Chapitre 11 | 1
"I'm just a messed up kid
With sewn up lips.
I can't take this shit,
I need to exist."
Casual Sabotage – Yungblud. (En média).
— Eh, la Colombe, réveille-toi.
Savannah m'envoie un coup de coude dans le bras, et je me rends compte que j'étais encore perdue dans mes pensées alors qu'une cliente essayait vainement de m'atteindre. Je me racle la gorge, dégaine mon plus beau sourire avant de m'excuser auprès du groupe de filles qui m'observe avec perplexité. Elles réclament de nouvelles boissons pour accompagner le plat qu'elles ont déjà bien entamé, et je leur promets de leur apporter très vite pour qu'elles retournent s'asseoir et arrêtent de me fixer comme si j'étais un alien venu de mars. Ça fait déjà trois fois que l'Hirondelle me reprend ce soir, trois fois que je me laisse submerger par ce que mon grand-père m'a fait hier, sur ce que le coach m'a confié.
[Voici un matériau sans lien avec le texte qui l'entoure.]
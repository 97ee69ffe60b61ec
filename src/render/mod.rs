//! TUI rendering of the grid, the HUD and the end-of-game banner.

pub mod renderer;

pub use renderer::{parse_color, Renderer};
use anyhow::{ensure, Result};
use serde::{Deserialize, Serialize};

use super::direction::Direction;
use super::state::Cell;

/// Configuration for one game session. Validated once at session start,
/// before the first frame is scheduled.
#[derive(Debug, Clone, Serialize, Deserialize)]
pub struct GameConfig {
    /// Width of the game grid
    pub grid_width: usize,
    /// Height of the game grid
    pub grid_height: usize,
    /// Initial body cells, head first.
    pub initial_snake: Vec<Cell>,
    /// Initial direction of travel.
    pub initial_direction: Direction,
    /// Snake color: a name, `#rrggbb` value or ANSI index.
    pub snake_color: String,
    /// Food color, same formats as `snake_color`.
    pub food_color: String,
    /// Gutter between cell glyphs, as a ratio of the cell size.
    pub cell_spacing: f32,
    /// Simulation tick interval in milliseconds.
    pub tick_interval_ms: u64,
    /// Fixed seed for food placement; `None` seeds from entropy.
    pub rng_seed: Option<u64>,
}

impl Default for GameConfig {
    fn default() -> Self {
        Self::new(20, 20)
    }
}

impl GameConfig {
    /// Configuration for a `width` x `height` grid with a snake of up to
    /// three cells heading right from the grid center.
    pub fn new(width: usize, height: usize) -> Self {
        let head = Cell::new((width / 2) as i32, (height / 2) as i32);
        // Walk backward from the head; clamp so tiny grids stay in bounds.
        let length = (head.x + 1).min(3);
        let initial_snake = (0..length).map(|i| head.offset(-i, 0)).collect();

        Self {
            grid_width: width,
            grid_height: height,
            initial_snake,
            initial_direction: Direction::Right,
            snake_color: "green".to_string(),
            food_color: "red".to_string(),
            cell_spacing: 1.0,
            tick_interval_ms: 125,
            rng_seed: None,
        }
    }

    /// Create a small grid for testing
    pub fn small() -> Self {
        Self::new(10, 10)
    }

    /// Reject malformed configurations before a session is built.
    pub fn validate(&self) -> Result<()> {
        ensure!(
            self.grid_width > 0 && self.grid_height > 0,
            "grid dimensions must be positive, got {}x{}",
            self.grid_width,
            self.grid_height
        );
        ensure!(
            !self.initial_snake.is_empty(),
            "initial snake must have at least one cell"
        );
        ensure!(
            self.initial_snake.len() < self.grid_width * self.grid_height,
            "initial snake covers the whole {}x{} grid, no cell left for food",
            self.grid_width,
            self.grid_height
        );
        ensure!(
            self.tick_interval_ms > 0,
            "tick interval must be positive"
        );
        ensure!(
            (0.0..=4.0).contains(&self.cell_spacing),
            "cell spacing must be between 0 and 4, got {}",
            self.cell_spacing
        );

        for (i, &cell) in self.initial_snake.iter().enumerate() {
            ensure!(
                cell.x >= 0
                    && cell.x < self.grid_width as i32
                    && cell.y >= 0
                    && cell.y < self.grid_height as i32,
                "initial snake cell ({}, {}) is outside the {}x{} grid",
                cell.x,
                cell.y,
                self.grid_width,
                self.grid_height
            );
            ensure!(
                !self.initial_snake[..i].contains(&cell),
                "initial snake occupies cell ({}, {}) twice",
                cell.x,
                cell.y
            );
            if i > 0 {
                let prev = self.initial_snake[i - 1];
                ensure!(
                    cell.is_adjacent(prev),
                    "initial snake cells ({}, {}) and ({}, {}) are not adjacent",
                    prev.x,
                    prev.y,
                    cell.x,
                    cell.y
                );
            }
        }

        Ok(())
    }
}
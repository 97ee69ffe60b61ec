//! Keyboard handling: mapping key events to session intents.

pub mod handler;

pub use handler::{InputHandler, KeyAction};
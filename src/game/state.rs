use serde::{Deserialize, Serialize};

use super::direction::Direction;

/// A single grid cell: 0-indexed column (`x`) and row (`y`).
///
/// Coordinates are signed so that a prospective head which has stepped off
/// the grid is representable before the bounds check rejects it.
#[derive(Debug, Clone, Copy, PartialEq, Eq, Hash, Serialize, Deserialize)]
pub struct Cell {
    pub x: i32,
    pub y: i32,
}

impl Cell {
    pub fn new(x: i32, y: i32) -> Self {
        Self { x, y }
    }

    /// Cell shifted by delta
    pub fn offset(&self, dx: i32, dy: i32) -> Self {
        Self {
            x: self.x + dx,
            y: self.y + dy,
        }
    }

    /// The neighboring cell in a direction
    pub fn step(&self, direction: Direction) -> Self {
        let (dx, dy) = direction.delta();
        self.offset(dx, dy)
    }

    /// Whether `other` is one of this cell's four grid neighbors.
    pub fn is_adjacent(&self, other: Cell) -> bool {
        (self.x - other.x).abs() + (self.y - other.y).abs() == 1
    }
}

/// The snake: an ordered list of cells, head at index 0, plus its current
/// direction of travel. The body never contains duplicate cells and is never
/// empty; the configuration layer enforces both before a snake is built.
#[derive(Debug, Clone, PartialEq)]
pub struct Snake {
    body: Vec<Cell>,
    direction: Direction,
}

impl Snake {
    /// Build a snake from a head-first cell list.
    pub fn new(body: Vec<Cell>, direction: Direction) -> Self {
        Self { body, direction }
    }

    /// Get the head position
    pub fn head(&self) -> Cell {
        self.body[0]
    }

    /// All body cells, head first.
    pub fn cells(&self) -> &[Cell] {
        &self.body
    }

    pub fn direction(&self) -> Direction {
        self.direction
    }

    /// Get the length of the snake
    pub fn len(&self) -> usize {
        self.body.len()
    }

    /// Check if the snake is empty (should never happen in practice)
    pub fn is_empty(&self) -> bool {
        self.body.is_empty()
    }

    /// Adopt a new direction. A 180-degree turn reverses the body in place,
    /// so the former tail leads and the snake backs out the way it came;
    /// equal or 90-degree turns leave the body untouched.
    pub fn set_direction(&mut self, new_direction: Direction) {
        if self.direction.is_opposite(new_direction) {
            self.body.reverse();
        }
        self.direction = new_direction;
    }

    /// The cell the head would enter on the next tick. Pure: no mutation.
    pub fn next_head(&self) -> Cell {
        self.head().step(self.direction)
    }

    /// Whether `candidate` lands on the body. The current head is excluded
    /// from the check: it vacates its cell on the same tick.
    pub fn would_hit_self(&self, candidate: Cell) -> bool {
        self.body[1..].contains(&candidate)
    }

    /// Slide forward: `new_head` is prepended and the tail dropped, so the
    /// whole body shifts one cell and the length is preserved.
    pub fn advance(&mut self, new_head: Cell) {
        self.body.insert(0, new_head);
        self.body.pop();
    }

    /// Grow: `new_head` is prepended and the tail kept, length +1.
    pub fn eat(&mut self, new_head: Cell) {
        self.body.insert(0, new_head);
    }
}

/// Type of collision that occurred
#[derive(Debug, Clone, Copy, PartialEq, Eq)]
pub enum CollisionType {
    /// Snake hit a wall
    Wall,
    /// Snake hit itself
    SelfCollision,
}

/// Whether the session is still accepting updates.
///
/// Transitions once from `Running` to `Ended` and never back; a new session
/// gets a fresh state instead.
#[derive(Debug, Clone, PartialEq, Eq)]
pub enum GameStatus {
    Running,
    /// Terminal. `message` is what the banner shows.
    Ended { message: String },
}

impl GameStatus {
    pub fn is_running(&self) -> bool {
        matches!(self, GameStatus::Running)
    }
}

/// Complete game state for one session. Recreated, not repaired, on restart.
#[derive(Debug, Clone, PartialEq)]
pub struct GameState {
    pub snake: Snake,
    /// Present while running; `None` only once the snake covers the grid.
    pub food: Option<Cell>,
    pub grid_width: usize,
    pub grid_height: usize,
    pub score: u32,
    pub steps: u32,
    pub status: GameStatus,
}

impl GameState {
    /// Create a new game state
    pub fn new(snake: Snake, food: Option<Cell>, grid_width: usize, grid_height: usize) -> Self {
        Self {
            snake,
            food,
            grid_width,
            grid_height,
            score: 0,
            steps: 0,
            status: GameStatus::Running,
        }
    }

    /// Check if a position is within the grid bounds
    pub fn is_in_bounds(&self, cell: Cell) -> bool {
        cell.x >= 0
            && cell.x < self.grid_width as i32
            && cell.y >= 0
            && cell.y < self.grid_height as i32
    }

    /// Check if a position is occupied by the snake
    pub fn is_occupied_by_snake(&self, cell: Cell) -> bool {
        self.snake.cells().contains(&cell)
    }
}
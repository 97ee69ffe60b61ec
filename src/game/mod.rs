//! Core game logic module for Snake
//!
//! Everything here is pure state-machine territory: the snake, the grid,
//! food placement and the per-tick rules. No I/O or rendering dependencies.

pub mod config;
pub mod direction;
pub mod engine;
pub mod state;

// Re-export commonly used types
pub use config::GameConfig;
pub use direction::Direction;
pub use engine::{GameEngine, StepOutcome, GAME_OVER_MESSAGE, WIN_MESSAGE};
pub use state::{Cell, CollisionType, GameState, GameStatus, Snake};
J'ai beau y mettre toute mon énergie, je n'arrive pas à passer à autre chose. Je n'arrive pas à pardonner son comportement à mon aïeul, et en même temps, je suis terrorisée à l'idée que son amour pour moi ne s'amoindrisse si je ne lui donne pas ce qu'il veut. Il a toujours eu l'air si fier de m'avoir comme petite fille... je ne veux pas que ce sentiment disparaisse. Je refuse qu'il me lance ses coups d'œil plein de ressentiment pour le restant de mes jours.
— Merci, lâché-je en frôlant Savannah qui s'en va déjà servir une autre table.
— Arrange-toi juste pour faire ton taf, et moi je ferai le mien.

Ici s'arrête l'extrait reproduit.